The problem is not threads per se, but the way they are generally used in programming languages like C and C++. Although const correctness is understood by some C++ programmers, they appear to be a minority if I judge by the code I regularly review. There is also memory management which is a much bigger issue in threaded C/C++ applications than in applications written in Java. The Java library provides good examples of immutable classes, most prominently the String class, that remove a number of problems often encountered with their mutable cousins like std::string. Unlike std::string, I don't have to remember to make it immutable by constifying it or wrapping it. The presence of immutable classes, and the more adequate coverage given them along with threading in Java textbooks means that I disagree with the articles' author who lumps Java threads in with pthreads as a bad thing. What we need is more coverage of threading issues and how to alleviate them in intermediate level C/C++ textbooks, because despite the fact that threading is not built into those languages or their standard libraries, concurrency has become too important to ignore once you go beyond the basics.
The problem is not threads per se, but the way they are generally used in programming languages like C and C++
Right. C and C++ provide zero help in dealing with the isolation issues of threading. The languages have no concept of parallelism (there's "volatile", but that's about it.) There were 1980s languages that did offer some help, such as Modula I/II/III, Ada, and Occam. Java has some minimal concurrency support, although it's not well thought out.
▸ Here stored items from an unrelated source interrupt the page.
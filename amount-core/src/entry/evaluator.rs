//! Left-to-right evaluation of signed-term chains.
//!
//! A chain is a sequence of decimal terms joined by `+` and `-`, for example
//! `"12.5+7-3.2"`. Only addition and subtraction exist, so there is no
//! precedence: the chain is reduced strictly from left to right.
//!
//! # Grammar
//!
//! | Piece      | Form                          |
//! |------------|-------------------------------|
//! | chain      | `term (op term)*`             |
//! | op         | `+` or `-`                    |
//! | first term | `-? digits ('.' digits)?`     |
//! | term       | `digits ('.' digits)?`        |
//!
//! The evaluator does not trust its input. The keypad validator never
//! produces a malformed chain, but strings built elsewhere (pre-filled
//! amounts, tests, other front ends) go through the same checks and yield an
//! [`EvalError`] instead of a panic.
//!
//! # Example
//!
//! ```
//! use rust_decimal_macros::dec;
//! use amount_core::entry::evaluator::evaluate;
//!
//! assert_eq!(evaluate("12.50+7-3.20"), Ok(dec!(16.30)));
//! assert_eq!(evaluate("-5+3"), Ok(dec!(-2)));
//! assert!(evaluate("12++3").is_err());
//! ```

use std::fmt;
use std::str::FromStr;

use rust_decimal::Decimal;
use thiserror::Error;
use tracing::warn;

use crate::entry::common::{checked_two_decimals, fraction_digits, is_operator};

/// Why an expression is malformed.
#[derive(Debug, Clone, PartialEq, Eq, Error)]
pub enum MalformedReason {
    /// A term between two operators (or at either end) is empty.
    #[error("term {index} is empty")]
    EmptyTerm { index: usize },

    /// A term is not a decimal literal.
    #[error("term {index} ('{term}') is not a decimal literal")]
    InvalidTerm { index: usize, term: String },

    /// The number of terms is not one more than the number of operators.
    ///
    /// The tokenizer closes a term at every operator and once at the end, so
    /// this only fires if that invariant is broken.
    #[error("{terms} terms for {operators} operators")]
    CountMismatch { terms: usize, operators: usize },
}

/// Errors that can occur while evaluating a chain.
#[derive(Debug, Clone, PartialEq, Eq, Error)]
pub enum EvalError {
    /// The text is not a well-formed signed-term chain.
    #[error("malformed expression '{input}': {reason}")]
    MalformedExpression {
        input: String,
        reason: MalformedReason,
    },

    /// A term, the running total or its two-decimal form does not fit in a
    /// [`Decimal`], or a term has more fraction digits than a [`Decimal`]
    /// holds.
    #[error("expression '{0}' is out of range")]
    Overflow(String),
}

impl EvalError {
    fn malformed(
        input: &str,
        reason: MalformedReason,
    ) -> Self {
        EvalError::MalformedExpression {
            input: input.to_string(),
            reason,
        }
    }

    /// Returns `true` if the input was not a well-formed chain.
    pub fn is_malformed(&self) -> bool {
        matches!(self, EvalError::MalformedExpression { .. })
    }
}

/// A binary operator between two terms.
#[derive(Debug, Clone, Copy, PartialEq, Eq)]
pub enum Operator {
    Add,
    Subtract,
}

impl Operator {
    fn from_char(c: char) -> Option<Self> {
        match c {
            '+' => Some(Operator::Add),
            '-' => Some(Operator::Subtract),
            _ => None,
        }
    }

    fn apply(
        self,
        lhs: Decimal,
        rhs: Decimal,
    ) -> Option<Decimal> {
        match self {
            Operator::Add => lhs.checked_add(rhs),
            Operator::Subtract => lhs.checked_sub(rhs),
        }
    }
}

impl fmt::Display for Operator {
    fn fmt(
        &self,
        f: &mut fmt::Formatter<'_>,
    ) -> fmt::Result {
        match self {
            Operator::Add => f.write_str("+"),
            Operator::Subtract => f.write_str("-"),
        }
    }
}

/// A tokenized chain: `terms.len() == operators.len() + 1`.
#[derive(Debug, Clone, PartialEq, Eq)]
pub struct Expression {
    terms: Vec<Decimal>,
    operators: Vec<Operator>,
}

impl Expression {
    /// Tokenizes `input` into terms and operators.
    ///
    /// A `-` in first position is the sign of the first term; every other
    /// `+` or `-` separates two terms.
    ///
    /// # Errors
    ///
    /// Returns [`EvalError::MalformedExpression`] if any term is empty or not
    /// a decimal literal, and [`EvalError::Overflow`] if a term does not fit
    /// in a [`Decimal`].
    pub fn parse(input: &str) -> Result<Self, EvalError> {
        let mut terms = Vec::new();
        let mut operators = Vec::new();
        let mut start = 0;

        for (i, c) in input.char_indices() {
            if i == 0 && c == '-' {
                continue;
            }
            if let Some(op) = Operator::from_char(c) {
                terms.push(parse_term(input, &input[start..i], terms.len())?);
                operators.push(op);
                start = i + c.len_utf8();
            }
        }
        terms.push(parse_term(input, &input[start..], terms.len())?);

        if terms.len() != operators.len() + 1 {
            return Err(EvalError::malformed(
                input,
                MalformedReason::CountMismatch {
                    terms: terms.len(),
                    operators: operators.len(),
                },
            ));
        }

        Ok(Self { terms, operators })
    }

    /// The terms in input order, the first one carrying its sign.
    pub fn terms(&self) -> &[Decimal] {
        &self.terms
    }

    /// The operators in input order.
    pub fn operators(&self) -> &[Operator] {
        &self.operators
    }

    /// Returns `true` if the expression has more than one term.
    pub fn is_chain(&self) -> bool {
        !self.operators.is_empty()
    }

    /// Reduces the chain from left to right, or `None` on overflow.
    pub fn value(&self) -> Option<Decimal> {
        let (first, rest) = self.terms.split_first()?;
        self.operators
            .iter()
            .zip(rest)
            .try_fold(*first, |total, (op, term)| op.apply(total, *term))
    }
}

impl FromStr for Expression {
    type Err = EvalError;

    fn from_str(s: &str) -> Result<Self, Self::Err> {
        Expression::parse(s)
    }
}

/// Returns `true` if `term` is `-? digits ('.' digits)?`.
fn is_decimal_literal(term: &str) -> bool {
    let unsigned = term.strip_prefix('-').unwrap_or(term);
    let (whole, fraction) = match unsigned.split_once('.') {
        Some((whole, fraction)) => (whole, Some(fraction)),
        None => (unsigned, None),
    };
    let all_digits = |s: &str| !s.is_empty() && s.bytes().all(|b| b.is_ascii_digit());

    all_digits(whole) && fraction.is_none_or(all_digits)
}

fn parse_term(
    input: &str,
    term: &str,
    index: usize,
) -> Result<Decimal, EvalError> {
    if term.is_empty() || term == "-" {
        return Err(EvalError::malformed(
            input,
            MalformedReason::EmptyTerm { index },
        ));
    }
    if !is_decimal_literal(term) || (index > 0 && term.starts_with('-')) {
        return Err(EvalError::malformed(
            input,
            MalformedReason::InvalidTerm {
                index,
                term: term.to_string(),
            },
        ));
    }
    let value = Decimal::from_str(term).map_err(|_| EvalError::Overflow(input.to_string()))?;
    // `from_str` rounds fractions past the 28-digit scale limit.
    if value.scale() as usize != fraction_digits(term).unwrap_or(0) {
        return Err(EvalError::Overflow(input.to_string()));
    }
    Ok(value)
}

/// Evaluates a chain to a single decimal value.
///
/// A single literal is a chain of one term, so `evaluate("12.5")` is `12.5`.
///
/// # Errors
///
/// Returns [`EvalError::MalformedExpression`] for trailing or doubled
/// operators, empty terms and terms that are not decimal literals, and
/// [`EvalError::Overflow`] when a term or the running total leaves the
/// [`Decimal`] range, when a term is too precise for a [`Decimal`], or when
/// the result has no room for two decimal places.
///
/// # Example
///
/// ```
/// use rust_decimal_macros::dec;
/// use amount_core::entry::evaluator::{evaluate, EvalError};
///
/// assert_eq!(evaluate("1+2+3"), Ok(dec!(6)));
/// assert!(matches!(evaluate("12."), Err(EvalError::MalformedExpression { .. })));
/// ```
pub fn evaluate(input: &str) -> Result<Decimal, EvalError> {
    let expression = Expression::parse(input).inspect_err(|error| {
        if !input.chars().all(|c| c.is_ascii_digit() || c == '.' || is_operator(c)) {
            warn!(%input, %error, "evaluating text outside the keypad alphabet");
        }
    })?;
    expression
        .value()
        .filter(|value| checked_two_decimals(*value).is_some())
        .ok_or_else(|| EvalError::Overflow(input.to_string()))
}
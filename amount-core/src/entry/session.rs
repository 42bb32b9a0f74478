//! The editing session behind an amount field.
//!
//! The commit key is bimodal. On a chain it first *reduces* the buffer to
//! its two-decimal result; pressing it again on the now single term *saves*
//! the amount. The phases of a session are:
//!
//! ```text
//!            commit (chain)          commit (single term)
//! Editing ─────────────────▶ Reduced ────────────────────▶ Saved
//!    │ ▲                        │
//!    │ └──── any edit ──────────┘
//!    └──────────── commit (single term) ──────────────────▶ Saved
//! ```
//!
//! [`transition`] is the pure step function; [`EntrySession`] holds the
//! current buffer and phase for a front end and calls it on every key.
//!
//! # Example
//!
//! ```
//! use rust_decimal_macros::dec;
//! use amount_core::{CommitLabel, EntryPhase, EntrySession, Key};
//!
//! let mut session = EntrySession::new();
//! session.press_all("12.5+7".chars().map(|c| c.to_string().parse::<Key>().unwrap()));
//! assert_eq!(session.commit_label(), CommitLabel::Compute);
//!
//! session.press(Key::Commit);
//! assert_eq!(session.buffer(), "19.50");
//! assert_eq!(session.phase(), EntryPhase::Reduced);
//!
//! session.press(Key::Commit);
//! assert_eq!(session.phase(), EntryPhase::Saved(dec!(19.50)));
//! ```

use std::fmt;

use rust_decimal::Decimal;
use tracing::debug;

use crate::entry::common::{format_two_decimals, has_internal_operator};
use crate::entry::evaluator::evaluate;
use crate::entry::policy::{check_savable, is_savable};
use crate::entry::validator::{apply, is_key_enabled};
use crate::keys::Key;
use crate::models::EntryConfig;

/// Phase of an editing session.
#[derive(Debug, Clone, Copy, PartialEq, Eq)]
pub enum EntryPhase {
    /// The user is typing.
    Editing,
    /// A chain was reduced to a single term; the next commit saves it.
    Reduced,
    /// The amount was accepted. No further keys are taken.
    Saved(Decimal),
}

impl EntryPhase {
    /// Returns `true` once the amount has been saved.
    pub fn is_saved(self) -> bool {
        matches!(self, EntryPhase::Saved(_))
    }
}

impl fmt::Display for EntryPhase {
    fn fmt(
        &self,
        f: &mut fmt::Formatter<'_>,
    ) -> fmt::Result {
        match self {
            EntryPhase::Editing => f.write_str("editing"),
            EntryPhase::Reduced => f.write_str("reduced"),
            EntryPhase::Saved(amount) => write!(f, "saved {}", format_two_decimals(*amount)),
        }
    }
}

/// What a keystroke did to the session.
#[derive(Debug, Clone, PartialEq, Eq)]
pub enum CommitOutcome {
    /// The key was not accepted; buffer and phase are unchanged.
    Rejected,
    /// The buffer changed.
    Edited,
    /// A chain was replaced by its result, carried here as text.
    Reduced(String),
    /// The amount was finalized.
    Saved(Decimal),
}

/// Which action the commit key currently performs.
#[derive(Debug, Clone, Copy, PartialEq, Eq)]
pub enum CommitLabel {
    /// The buffer is a chain; committing reduces it.
    Compute,
    /// The buffer is a single term; committing saves it.
    Done,
}

impl CommitLabel {
    /// Returns the label for `buffer`.
    pub fn for_buffer(buffer: &str) -> Self {
        if has_internal_operator(buffer) {
            CommitLabel::Compute
        } else {
            CommitLabel::Done
        }
    }
}

/// Result of [`transition`].
#[derive(Debug, Clone, PartialEq, Eq)]
pub struct Transition {
    pub phase: EntryPhase,
    pub buffer: String,
    pub outcome: CommitOutcome,
}

impl Transition {
    fn rejected(
        phase: EntryPhase,
        buffer: &str,
    ) -> Self {
        Self {
            phase,
            buffer: buffer.to_string(),
            outcome: CommitOutcome::Rejected,
        }
    }
}

/// Computes the next phase and buffer after `key`.
///
/// Editing keys go through the validator and put the session back into
/// [`EntryPhase::Editing`] when they change the buffer. The commit key is
/// accepted only while the buffer is savable: it reduces a chain, or saves a
/// single term. A saved session rejects everything.
pub fn transition(
    phase: EntryPhase,
    buffer: &str,
    key: Key,
) -> Transition {
    if phase.is_saved() {
        return Transition::rejected(phase, buffer);
    }

    if key != Key::Commit {
        let next = apply(buffer, key);
        if next == buffer {
            return Transition::rejected(phase, buffer);
        }
        return Transition {
            phase: EntryPhase::Editing,
            buffer: next,
            outcome: CommitOutcome::Edited,
        };
    }

    if !is_savable(buffer) {
        return Transition::rejected(phase, buffer);
    }

    if has_internal_operator(buffer) {
        return match evaluate(buffer) {
            Ok(value) => {
                let reduced = format_two_decimals(value);
                Transition {
                    phase: EntryPhase::Reduced,
                    buffer: reduced.clone(),
                    outcome: CommitOutcome::Reduced(reduced),
                }
            }
            Err(_) => Transition::rejected(phase, buffer),
        };
    }

    match check_savable(buffer) {
        Ok(amount) => Transition {
            phase: EntryPhase::Saved(amount),
            buffer: buffer.to_string(),
            outcome: CommitOutcome::Saved(amount),
        },
        Err(_) => Transition::rejected(phase, buffer),
    }
}

/// Buffer and phase of one amount field, from opening the form to saving.
#[derive(Debug, Clone, PartialEq, Eq)]
pub struct EntrySession {
    buffer: String,
    phase: EntryPhase,
}

impl Default for EntrySession {
    fn default() -> Self {
        Self::new()
    }
}

impl EntrySession {
    /// Starts a session with an empty buffer, as when adding a new bill.
    pub fn new() -> Self {
        Self {
            buffer: String::new(),
            phase: EntryPhase::Editing,
        }
    }

    /// Starts a session pre-filled with an existing amount, as when editing
    /// a bill. The amount is shown with two decimals.
    pub fn with_amount(amount: Decimal) -> Self {
        Self {
            buffer: format_two_decimals(amount),
            phase: EntryPhase::Editing,
        }
    }

    /// The text typed so far.
    pub fn buffer(&self) -> &str {
        &self.buffer
    }

    pub fn phase(&self) -> EntryPhase {
        self.phase
    }

    /// The saved amount, once the session reached [`EntryPhase::Saved`].
    pub fn saved_amount(&self) -> Option<Decimal> {
        match self.phase {
            EntryPhase::Saved(amount) => Some(amount),
            _ => None,
        }
    }

    pub fn commit_label(&self) -> CommitLabel {
        CommitLabel::for_buffer(&self.buffer)
    }

    /// Whether the commit key is enabled.
    pub fn can_commit(&self) -> bool {
        !self.phase.is_saved() && is_savable(&self.buffer)
    }

    /// Whether pressing `key` would currently be accepted.
    pub fn is_key_enabled(
        &self,
        key: Key,
    ) -> bool {
        !self.phase.is_saved() && is_key_enabled(&self.buffer, key)
    }

    /// Applies one keystroke.
    pub fn press(
        &mut self,
        key: Key,
    ) -> CommitOutcome {
        let Transition {
            phase,
            buffer,
            outcome,
        } = transition(self.phase, &self.buffer, key);

        if let CommitOutcome::Saved(amount) = &outcome {
            debug!(%amount, "amount saved");
        }
        self.phase = phase;
        self.buffer = buffer;
        outcome
    }

    /// Applies keystrokes in order and returns the outcome of the last one.
    pub fn press_all<I>(
        &mut self,
        keys: I,
    ) -> CommitOutcome
    where
        I: IntoIterator<Item = Key>,
    {
        keys.into_iter()
            .fold(CommitOutcome::Rejected, |_, key| self.press(key))
    }

    /// Text for the amount display: currency symbol followed by the buffer,
    /// or by the placeholder while the buffer is empty.
    pub fn display(
        &self,
        config: &EntryConfig,
    ) -> String {
        let shown = if self.buffer.is_empty() {
            config.placeholder.as_str()
        } else {
            self.buffer.as_str()
        };
        format!("{}{}", config.currency_symbol, shown)
    }

    /// Clears the buffer for another entry.
    pub fn reset(&mut self) {
        *self = Self::new();
    }
}

#[cfg(test)]
mod tests {
    use pretty_assertions::assert_eq;
    use rust_decimal_macros::dec;

    use super::*;

    fn press_script(
        session: &mut EntrySession,
        script: &str,
    ) -> CommitOutcome {
        session.press_all(script.split_whitespace().map(|label| label.parse::<Key>().unwrap()))
    }

    // =========================================================================
    // transition tests
    // =========================================================================

    #[test]
    fn commit_on_single_term_saves() {
        let step = transition(EntryPhase::Editing, "12.5", Key::Commit);

        assert_eq!(step.phase, EntryPhase::Saved(dec!(12.5)));
        assert_eq!(step.buffer, "12.5");
        assert_eq!(step.outcome, CommitOutcome::Saved(dec!(12.5)));
    }

    #[test]
    fn commit_on_chain_reduces() {
        let step = transition(EntryPhase::Editing, "12.50+7-3.20", Key::Commit);

        assert_eq!(step.phase, EntryPhase::Reduced);
        assert_eq!(step.buffer, "16.30");
        assert_eq!(step.outcome, CommitOutcome::Reduced("16.30".to_string()));
    }

    #[test]
    fn commit_rejected_while_not_savable() {
        for buffer in ["", "-", "0.00", "-5+3", "12+", "12."] {
            let step = transition(EntryPhase::Editing, buffer, Key::Commit);

            assert_eq!(step, Transition::rejected(EntryPhase::Editing, buffer));
        }
    }

    #[test]
    fn edit_after_reduce_returns_to_editing() {
        let step = transition(EntryPhase::Reduced, "16.30", Key::Plus);

        assert_eq!(step.phase, EntryPhase::Editing);
        assert_eq!(step.buffer, "16.30+");
        assert_eq!(step.outcome, CommitOutcome::Edited);
    }

    #[test]
    fn rejected_edit_keeps_phase() {
        let step = transition(EntryPhase::Reduced, "16.30", Key::Digit(1));

        assert_eq!(step, Transition::rejected(EntryPhase::Reduced, "16.30"));
    }

    #[test]
    fn saved_phase_rejects_every_key() {
        let saved = EntryPhase::Saved(dec!(5));
        for key in [Key::Digit(1), Key::Delete, Key::Commit, Key::Minus] {
            assert_eq!(transition(saved, "5", key), Transition::rejected(saved, "5"));
        }
    }

    // =========================================================================
    // EntrySession tests
    // =========================================================================

    #[test]
    fn chain_takes_two_commits_to_save() {
        let mut session = EntrySession::new();
        press_script(&mut session, "1 2 . 5 0 + 7 - 3 . 2 0");
        assert_eq!(session.commit_label(), CommitLabel::Compute);

        let first = session.press(Key::Commit);
        assert_eq!(first, CommitOutcome::Reduced("16.30".to_string()));
        assert_eq!(session.commit_label(), CommitLabel::Done);
        assert_eq!(session.saved_amount(), None);

        let second = session.press(Key::Commit);
        assert_eq!(second, CommitOutcome::Saved(dec!(16.30)));
        assert_eq!(session.saved_amount(), Some(dec!(16.30)));
        assert!(!session.can_commit());
    }

    #[test]
    fn negative_chain_cannot_be_committed() {
        let mut session = EntrySession::new();
        press_script(&mut session, "- 5 + 3");

        assert!(!session.can_commit());
        assert_eq!(session.press(Key::Commit), CommitOutcome::Rejected);
        assert_eq!(session.buffer(), "-5+3");
        assert_eq!(session.phase(), EntryPhase::Editing);
    }

    #[test]
    fn editing_existing_amount_prefills_two_decimals() {
        let mut session = EntrySession::with_amount(dec!(99.9));
        assert_eq!(session.buffer(), "99.90");

        // The fraction is already full, so digits are refused.
        assert!(!session.is_key_enabled(Key::Digit(1)));
        assert_eq!(session.press(Key::Digit(1)), CommitOutcome::Rejected);

        press_script(&mut session, "⌫ ⌫ 5 0");
        assert_eq!(session.press(Key::Commit), CommitOutcome::Saved(dec!(99.50)));
    }

    #[test]
    fn display_uses_placeholder_for_empty_buffer() {
        let config = EntryConfig::default();
        let mut session = EntrySession::new();

        assert_eq!(session.display(&config), "¥0.00");
        session.press(Key::Digit(8));
        assert_eq!(session.display(&config), "¥8");
        assert_eq!(session.buffer(), "8");
    }

    #[test]
    fn display_respects_configured_symbol() {
        let config = EntryConfig {
            currency_symbol: "$".to_string(),
            ..EntryConfig::default()
        };
        let session = EntrySession::with_amount(dec!(3));

        assert_eq!(session.display(&config), "$3.00");
    }

    #[test]
    fn reset_starts_a_new_entry() {
        let mut session = EntrySession::new();
        press_script(&mut session, "4 2 =");
        assert!(session.phase().is_saved());

        session.reset();

        assert_eq!(session, EntrySession::new());
        assert_eq!(session.press(Key::Digit(1)), CommitOutcome::Edited);
    }

    #[test]
    fn phase_display_names() {
        assert_eq!(EntryPhase::Editing.to_string(), "editing");
        assert_eq!(EntryPhase::Reduced.to_string(), "reduced");
        assert_eq!(EntryPhase::Saved(dec!(7.5)).to_string(), "saved 7.50");
    }

    #[test]
    fn saved_session_disables_all_keys() {
        let mut session = EntrySession::new();
        press_script(&mut session, "4 2 =");

        assert!(!session.is_key_enabled(Key::Digit(1)));
        assert!(!session.is_key_enabled(Key::Delete));
        assert_eq!(session.press(Key::Delete), CommitOutcome::Rejected);
        assert_eq!(session.buffer(), "42");
    }
}
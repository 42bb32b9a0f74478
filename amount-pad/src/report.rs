use amount_core::{AmountError, EvalError, check_savable, finalize, format_two_decimals};

/// Describes the value of an expression and whether it may be saved,
/// e.g. `"16.30 (savable)"`.
///
/// # Errors
///
/// Returns [`EvalError`] when the expression cannot be evaluated.
pub fn describe_expression(expression: &str) -> Result<String, EvalError> {
    let value = finalize(expression)?;
    let verdict = match check_savable(expression) {
        Ok(_) => "savable".to_string(),
        Err(AmountError::NonPositive(_)) => "not savable: amount must be greater than zero".to_string(),
        Err(AmountError::Malformed(error)) => format!("not savable: {error}"),
    };
    Ok(format!("{} ({verdict})", format_two_decimals(value)))
}
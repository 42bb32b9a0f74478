use std::fmt;

use amount_core::{CommitOutcome, EntryConfig, EntryPhase, EntrySession, Key, KeyParseError};
use thiserror::Error;
use tracing::debug;

/// Errors that can occur when reading a key script.
#[derive(Debug, Clone, PartialEq, Eq, Error)]
pub enum ScriptError {
    #[error("unknown key '{key}' in token {token}")]
    UnknownKey { token: usize, key: String },
}

/// One keystroke of a replay and the state it left the form in.
#[derive(Debug, Clone, PartialEq, Eq)]
pub struct ReplayStep {
    pub key: Key,
    pub outcome: CommitOutcome,
    pub display: String,
    pub commit_label: String,
    pub can_commit: bool,
    pub phase: EntryPhase,
}

impl fmt::Display for ReplayStep {
    fn fmt(
        &self,
        f: &mut fmt::Formatter<'_>,
    ) -> fmt::Result {
        let marker = match &self.outcome {
            CommitOutcome::Rejected => " (rejected)",
            _ => "",
        };
        let enabled = if self.can_commit { "" } else { ", disabled" };
        write!(
            f,
            "{:>2}  {:<16} [{}{}] {}{}",
            self.key.label(),
            self.display,
            self.commit_label,
            enabled,
            self.phase,
            marker,
        )
    }
}

/// Reads and replays keypad scripts.
///
/// A script is a whitespace-separated list of tokens. A token that names a
/// key (`"00"`, `"del"`, `"ok"`, ...) is that key; any other token is read
/// one character at a time, each character naming a key. `"12.5+7 = ="`
/// therefore types `1`, `2`, `.`, `5`, `+`, `7` and commits twice.
pub struct KeyScript;

impl KeyScript {
    /// Parses a script into keys.
    pub fn parse(script: &str) -> Result<Vec<Key>, ScriptError> {
        let mut keys = Vec::new();

        for (token_index, token) in script.split_whitespace().enumerate() {
            if let Ok(key) = token.parse::<Key>() {
                keys.push(key);
                continue;
            }
            for c in token.chars() {
                let key = c
                    .to_string()
                    .parse::<Key>()
                    .map_err(|KeyParseError(key)| ScriptError::UnknownKey {
                        token: token_index,
                        key,
                    })?;
                keys.push(key);
            }
        }

        Ok(keys)
    }

    /// Presses `keys` on `session` and records the form state after each one.
    pub fn replay(
        session: &mut EntrySession,
        keys: &[Key],
        config: &EntryConfig,
    ) -> Vec<ReplayStep> {
        keys.iter()
            .map(|&key| {
                let outcome = session.press(key);
                let step = ReplayStep {
                    key,
                    outcome,
                    display: session.display(config),
                    commit_label: config.label_for(session.commit_label()).to_string(),
                    can_commit: session.can_commit(),
                    phase: session.phase(),
                };
                debug!(%step, "replayed key");
                step
            })
            .collect()
    }
}

#[cfg(test)]
mod tests {
    use pretty_assertions::assert_eq;
    use rust_decimal_macros::dec;

    use super::*;

    #[test]
    fn test_parse_compact_script() {
        let keys = KeyScript::parse("12.5+7").expect("Failed to parse script");

        assert_eq!(
            keys,
            vec![
                Key::Digit(1),
                Key::Digit(2),
                Key::Point,
                Key::Digit(5),
                Key::Plus,
                Key::Digit(7),
            ]
        );
    }

    #[test]
    fn test_parse_named_tokens() {
        let keys = KeyScript::parse("5 00 del ⌫ ok =").expect("Failed to parse script");

        assert_eq!(
            keys,
            vec![
                Key::Digit(5),
                Key::DoubleZero,
                Key::Delete,
                Key::Delete,
                Key::Commit,
                Key::Commit,
            ]
        );
    }

    #[test]
    fn test_parse_digit_runs_split_into_single_digits() {
        let keys = KeyScript::parse("100").expect("Failed to parse script");

        assert_eq!(keys, vec![Key::Digit(1), Key::Digit(0), Key::Digit(0)]);
    }

    #[test]
    fn test_parse_unknown_key() {
        let result = KeyScript::parse("12 3*4");

        assert_eq!(
            result,
            Err(ScriptError::UnknownKey {
                token: 1,
                key: "*".to_string(),
            })
        );
    }

    #[test]
    fn test_parse_empty_script() {
        assert_eq!(KeyScript::parse("   "), Ok(vec![]));
    }

    #[test]
    fn test_replay_records_each_step() {
        let config = EntryConfig::default();
        let mut session = EntrySession::new();
        let keys = KeyScript::parse("5+3 = =").expect("Failed to parse script");

        let steps = KeyScript::replay(&mut session, &keys, &config);

        assert_eq!(steps.len(), 5);
        assert_eq!(steps[2].display, "¥5+3");
        assert_eq!(steps[2].commit_label, "Compute");
        assert_eq!(steps[3].outcome, CommitOutcome::Reduced("8.00".to_string()));
        assert_eq!(steps[3].commit_label, "Done");
        assert_eq!(steps[4].outcome, CommitOutcome::Saved(dec!(8)));
        assert_eq!(steps[4].phase, EntryPhase::Saved(dec!(8)));
        assert!(!steps[4].can_commit);
    }

    #[test]
    fn test_step_display_marks_rejections() {
        let config = EntryConfig::default();
        let mut session = EntrySession::new();

        let steps = KeyScript::replay(&mut session, &[Key::Plus], &config);

        assert_eq!(
            steps[0].to_string(),
            " +  ¥0.00            [Done, disabled] editing (rejected)"
        );
    }
}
If you're familiar with CORBA, and underwhelmed by SOAP, then you might like to check out ICE [zeroc.com]. It's an attempt to do CORBA "better" - in other words, without the designed by committee and everything bar the kitchen sink aspects that ruined CORBA. I was initially a little bit sceptical, but having played around with it for a notifications system I've become really impressed.
Yeah. The main problem I've seen is that many developers apparently don't understand event-driven programming at all, so they end up creating dozens of threads to poll for various conditions, and then usually fail to come up with a thread-safe way of coordinating the whole mess. Threads aren't the problem; applications will always use threads, even if it's not explicit. Incompetent developers are the problem.
You know the big difference between TFA and Edsger Dijkstra's paper?
The second one made an argument, showed alternatives that were at least summarili demonstrated to be better and used reasoning.
The first one just says "Edsger Dijkstra's paper said goto was harmful and he ended up being right, thus if I say threads are harmful, I'm also right. Oh and here are some threading libraries I've found in a quick google search, they might be better."
Slowaris is behind threading. Because it was so slow to create new processes, the only way they could compete with Linux (which forks very quickly) was to create threading. Threading *is* faster than forking, but it also creates HUGE synchronization problems. You can overcome these problems, at the cost of more complicated, more fragile programs that take more time to write and more time to get right.
Complete crap. Threads solve a number of programming problems much more elegantly than forked processes and sharing data through some IPC mechanisms. Anecdote time: a stock price system I worked on. The first generation used separate processes for a single writer and a large number of readers, with shared memory for interprocess communication. This was switched to a threaded implementation for the second generation, which was faster, even though it was using the old LinuxThreads implementation, and more easily maintained as the pthreads API is much richer than IPC ones.
Going beyond what you state - indeed I agree: Threads have a useful place in the toolbox. Perhaps this will mark me as "old" at some point in the world of programming.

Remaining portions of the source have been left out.